**Prompt:**
All of the data must be returned word for word.

*** Opening of Source material ***

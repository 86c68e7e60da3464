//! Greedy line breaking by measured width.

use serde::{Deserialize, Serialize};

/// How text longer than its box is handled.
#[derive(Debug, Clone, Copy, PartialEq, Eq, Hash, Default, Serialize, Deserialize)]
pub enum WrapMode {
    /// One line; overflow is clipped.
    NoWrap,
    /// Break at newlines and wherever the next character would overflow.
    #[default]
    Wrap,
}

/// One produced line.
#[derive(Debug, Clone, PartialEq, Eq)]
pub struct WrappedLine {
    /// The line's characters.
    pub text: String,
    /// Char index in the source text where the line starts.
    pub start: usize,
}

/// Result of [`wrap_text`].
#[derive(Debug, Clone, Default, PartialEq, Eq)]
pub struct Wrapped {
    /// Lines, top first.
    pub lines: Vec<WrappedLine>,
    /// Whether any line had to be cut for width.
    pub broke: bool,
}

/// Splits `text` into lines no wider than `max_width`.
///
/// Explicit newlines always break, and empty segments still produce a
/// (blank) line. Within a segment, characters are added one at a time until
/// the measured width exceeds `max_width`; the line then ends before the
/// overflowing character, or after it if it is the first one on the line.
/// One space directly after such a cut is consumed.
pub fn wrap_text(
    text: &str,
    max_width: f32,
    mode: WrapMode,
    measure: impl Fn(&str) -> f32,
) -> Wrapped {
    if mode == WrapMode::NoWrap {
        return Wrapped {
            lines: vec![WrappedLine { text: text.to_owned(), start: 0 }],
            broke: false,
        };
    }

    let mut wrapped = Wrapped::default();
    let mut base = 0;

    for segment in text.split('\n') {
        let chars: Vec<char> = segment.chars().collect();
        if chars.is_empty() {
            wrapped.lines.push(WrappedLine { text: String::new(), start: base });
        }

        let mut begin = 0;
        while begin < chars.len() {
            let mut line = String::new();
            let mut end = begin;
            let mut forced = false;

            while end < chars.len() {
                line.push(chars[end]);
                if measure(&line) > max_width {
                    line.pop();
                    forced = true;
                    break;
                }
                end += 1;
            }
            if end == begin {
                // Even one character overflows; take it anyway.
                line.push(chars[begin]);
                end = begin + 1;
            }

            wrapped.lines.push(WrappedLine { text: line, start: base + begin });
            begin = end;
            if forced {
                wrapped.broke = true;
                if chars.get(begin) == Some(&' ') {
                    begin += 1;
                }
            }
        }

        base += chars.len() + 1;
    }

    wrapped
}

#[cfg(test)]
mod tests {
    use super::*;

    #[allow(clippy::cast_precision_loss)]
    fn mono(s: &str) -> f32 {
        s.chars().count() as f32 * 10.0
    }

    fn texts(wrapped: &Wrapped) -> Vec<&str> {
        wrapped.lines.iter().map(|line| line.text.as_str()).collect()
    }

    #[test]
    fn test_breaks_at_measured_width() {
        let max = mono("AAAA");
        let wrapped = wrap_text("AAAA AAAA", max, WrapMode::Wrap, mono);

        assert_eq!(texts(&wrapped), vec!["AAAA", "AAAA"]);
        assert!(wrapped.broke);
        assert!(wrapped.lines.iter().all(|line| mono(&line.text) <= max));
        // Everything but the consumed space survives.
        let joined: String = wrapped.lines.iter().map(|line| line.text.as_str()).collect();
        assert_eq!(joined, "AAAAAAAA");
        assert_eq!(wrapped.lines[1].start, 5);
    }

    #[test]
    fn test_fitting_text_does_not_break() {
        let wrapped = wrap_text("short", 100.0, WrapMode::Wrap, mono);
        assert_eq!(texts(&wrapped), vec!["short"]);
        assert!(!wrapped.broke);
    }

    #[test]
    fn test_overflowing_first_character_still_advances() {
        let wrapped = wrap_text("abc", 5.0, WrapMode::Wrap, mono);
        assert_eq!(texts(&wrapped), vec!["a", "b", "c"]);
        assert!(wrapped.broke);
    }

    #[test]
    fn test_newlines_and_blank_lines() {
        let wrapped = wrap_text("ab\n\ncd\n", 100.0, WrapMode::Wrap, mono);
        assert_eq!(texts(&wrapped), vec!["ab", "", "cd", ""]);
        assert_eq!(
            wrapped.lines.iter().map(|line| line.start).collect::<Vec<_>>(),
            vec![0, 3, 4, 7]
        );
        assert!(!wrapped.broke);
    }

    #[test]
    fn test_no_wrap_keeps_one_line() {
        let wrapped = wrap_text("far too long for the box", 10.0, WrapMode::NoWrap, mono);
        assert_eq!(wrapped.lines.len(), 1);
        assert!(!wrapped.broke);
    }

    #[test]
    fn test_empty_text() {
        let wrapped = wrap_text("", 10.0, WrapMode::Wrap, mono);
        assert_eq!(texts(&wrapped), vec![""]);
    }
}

*** Close of Source material ***

**Expected answer:**
repository 86c68e7e60da3464
//! Greedy line breaking by measured width.

use serde::{Deserialize, Serialize};

/// How text longer than its box is handled.
#[derive(Debug, Clone, Copy, PartialEq, Eq, Hash, Default, Serialize, Deserialize)]
pub enum WrapMode {
    /// One line; overflow is clipped.
    NoWrap,
    /// Break at newlines and wherever the next character would overflow.
    #[default]
    Wrap,
}

/// One produced line.
#[derive(Debug, Clone, PartialEq, Eq)]
pub struct WrappedLine {
    /// The line's characters.
    pub text: String,
    /// Char index in the source text where the line starts.
    pub start: usize,
}

/// Result of [`wrap_text`].
#[derive(Debug, Clone, Default, PartialEq, Eq)]
pub struct Wrapped {
    /// Lines, top first.
    pub lines: Vec<WrappedLine>,
    /// Whether any line had to be cut for width.
    pub broke: bool,
}

/// Splits `text` into lines no wider than `max_width`.
///
/// Explicit newlines always break, and empty segments still produce a
/// (blank) line. Within a segment, characters are added one at a time until
/// the measured width exceeds `max_width`; the line then ends before the
/// overflowing character, or after it if it is the first one on the line.
/// One space directly after such a cut is consumed.
pub fn wrap_text(
    text: &str,
    max_width: f32,
    mode: WrapMode,
    measure: impl Fn(&str) -> f32,
) -> Wrapped {
    if mode == WrapMode::NoWrap {
        return Wrapped {
            lines: vec![WrappedLine { text: text.to_owned(), start: 0 }],
            broke: false,
        };
    }

    let mut wrapped = Wrapped::default();
    let mut base = 0;

    for segment in text.split('\n') {
        let chars: Vec<char> = segment.chars().collect();
        if chars.is_empty() {
            wrapped.lines.push(WrappedLine { text: String::new(), start: base });
        }

        let mut begin = 0;
        while begin < chars.len() {
            let mut line = String::new();
            let mut end = begin;
            let mut forced = false;

            while end < chars.len() {
                line.push(chars[end]);
                if measure(&line) > max_width {
                    line.pop();
                    forced = true;
                    break;
                }
                end += 1;
            }
            if end == begin {
                // Even one character overflows; take it anyway.
                line.push(chars[begin]);
                end = begin + 1;
            }

            wrapped.lines.push(WrappedLine { text: line, start: base + begin });
            begin = end;
            if forced {
                wrapped.broke = true;
                if chars.get(begin) == Some(&' ') {
                    begin += 1;
                }
            }
        }

        base += chars.len() + 1;
    }

    wrapped
}

#[cfg(test)]
mod tests {
    use super::*;

    #[allow(clippy::cast_precision_loss)]
    fn mono(s: &str) -> f32 {
        s.chars().count() as f32 * 10.0
    }

    fn texts(wrapped: &Wrapped) -> Vec<&str> {
        wrapped.lines.iter().map(|line| line.text.as_str()).collect()
    }

    #[test]
    fn test_breaks_at_measured_width() {
        let max = mono("AAAA");
        let wrapped = wrap_text("AAAA AAAA", max, WrapMode::Wrap, mono);

        assert_eq!(texts(&wrapped), vec!["AAAA", "AAAA"]);
        assert!(wrapped.broke);
        assert!(wrapped.lines.iter().all(|line| mono(&line.text) <= max));
        // Everything but the consumed space survives.
        let joined: String = wrapped.lines.iter().map(|line| line.text.as_str()).collect();
        assert_eq!(joined, "AAAAAAAA");
        assert_eq!(wrapped.lines[1].start, 5);
    }

    #[test]
    fn test_fitting_text_does_not_break() {
        let wrapped = wrap_text("short", 100.0, WrapMode::Wrap, mono);
        assert_eq!(texts(&wrapped), vec!["short"]);
        assert!(!wrapped.broke);
    }

    #[test]
    fn test_overflowing_first_character_still_advances() {
        let wrapped = wrap_text("abc", 5.0, WrapMode::Wrap, mono);
        assert_eq!(texts(&wrapped), vec!["a", "b", "c"]);
        assert!(wrapped.broke);
    }

    #[test]
    fn test_newlines_and_blank_lines() {
        let wrapped = wrap_text("ab\n\ncd\n", 100.0, WrapMode::Wrap, mono);
        assert_eq!(texts(&wrapped), vec!["ab", "", "cd", ""]);
        assert_eq!(
            wrapped.lines.iter().map(|line| line.start).collect::<Vec<_>>(),
            vec![0, 3, 4, 7]
        );
        assert!(!wrapped.broke);
    }

    #[test]
    fn test_no_wrap_keeps_one_line() {
        let wrapped = wrap_text("far too long for the box", 10.0, WrapMode::NoWrap, mono);
        assert_eq!(wrapped.lines.len(), 1);
        assert!(!wrapped.broke);
    }

    #[test]
    fn test_empty_text() {
        let wrapped = wrap_text("", 10.0, WrapMode::Wrap, mono);
        assert_eq!(texts(&wrapped), vec![""]);
    }
}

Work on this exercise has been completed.